Trust should be mutual. If I trust you, I can understand you in your most difficult states, and I will have faith that you are doing your best to help me explore new lands. If I trust you, I know that no matter how tough it may feel, we will make progress on our intriguing journey of learning, a journey for both the teacher and the learners. With trust, both students and teachers can admit that failure is an inevitable stepping stone in the process of teaching/ learning. With trust, we can admit that the ability to fail and learn from failure is what distinguishes “warriors” from “mere passive recipients”, “dreamers” from “doers”, “builders” from “watchers.” But to make this happen, trust must also exist between teachers as well as between students and teacher. I strongly believe this trust allows teachers to collaborate more, and most importantly, to break free from the shackles of “outmoded” coursebooks. Collaboration and creativity is how we can engage our students and inspire them to aim higher.
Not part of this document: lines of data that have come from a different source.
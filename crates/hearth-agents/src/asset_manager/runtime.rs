// Copyright 2025 eraflo
//
// Licensed under the Apache License, Version 2.0 (the "License");
// you may not use this file except in compliance with the License.
// You may obtain a copy of the License at
//
//     http://www.apache.org/licenses/LICENSE-2.0
//
// Unless required by applicable law or agreed to in writing, software
// distributed under the License is distributed on an "AS IS" BASIS,
// WITHOUT WARRANTIES OR CONDITIONS OF ANY KIND, either express or implied.
// See the License for the specific language governing permissions and
// limitations under the License.

//! A read-only asset manager for shipped builds.

use super::Resolver;
use hearth_core::asset::{Asset, AssetHandle, AssetManagerBase, AssetType};
use hearth_core::{TaskWorker, Timestep};
use hearth_data::LoadedAssets;
use hearth_io::{AssetRegistry, Project, RegistryError};
use std::path::PathBuf;
use std::sync::Arc;

/// Serves a registry loaded from disk without ever changing it.
pub struct RuntimeAssetManager {
    asset_directory: PathBuf,
    registry: AssetRegistry,
    loaded: LoadedAssets,
    worker: TaskWorker,
}

impl RuntimeAssetManager {
    /// Wraps an already loaded registry.
    pub fn new(asset_directory: impl Into<PathBuf>, registry: AssetRegistry) -> Self {
        Self {
            asset_directory: asset_directory.into(),
            registry,
            loaded: LoadedAssets::new(),
            worker: TaskWorker::new(),
        }
    }

    /// Loads a project's registry.
    pub fn open(project: &Project) -> Result<Self, RegistryError> {
        let registry = AssetRegistry::load(&project.asset_registry_path())?;
        Ok(Self::new(project.asset_directory(), registry))
    }

    /// The registry being served.
    pub fn registry(&self) -> &AssetRegistry {
        &self.registry
    }

    /// Drains finished background imports.
    pub fn update(&mut self, ts: Timestep) -> usize {
        self.worker.update(ts)
    }

    /// Number of background imports still in flight.
    pub fn pending_tasks(&self) -> usize {
        self.worker.len()
    }
}

impl AssetManagerBase for RuntimeAssetManager {
    fn get_asset(&mut self, handle: AssetHandle) -> Option<Arc<dyn Asset>> {
        Resolver {
            asset_directory: &self.asset_directory,
            registry: &self.registry,
            loaded: &mut self.loaded,
            worker: &mut self.worker,
            loader: None,
        }
        .resolve(handle)
    }

    fn is_asset_handle_valid(&self, handle: AssetHandle) -> bool {
        handle.is_valid() && self.registry.contains(handle)
    }

    fn is_asset_loaded(&self, handle: AssetHandle) -> bool {
        self.loaded.contains(&handle)
    }

    fn get_asset_type(&self, handle: AssetHandle) -> AssetType {
        self.registry
            .get(handle)
            .map(|meta| meta.asset_type)
            .unwrap_or_default()
    }
}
“From the ashes of disaster grow the roses of success.” Challenges are here to make us grow stronger and more determined. Challenges are invitation to dream bigger dreams. The majority of the students in my school are creative, caring and supportive. And what allows me to see and foster this beauty in my students even in our challenging environment, is the collaborative spirit I have with my fellow teachers. Everyone is willing to lend a hand when need be. We are a group of teachers, who despite all the challenges, do not fail to listen to each other’s worries, do not fail to suggest ideas. We continually trust in one another, trust that we can and will build stronger relationships and uplift each other’s morale when facing hardships. Despite all the challenges, the lack of equipment, ‘hope for a better tomorrow,’ is a motto for everyone in our school. And this is why most of the students and teachers do not fail to prove to be highly creative and innovative, if they are given the chance.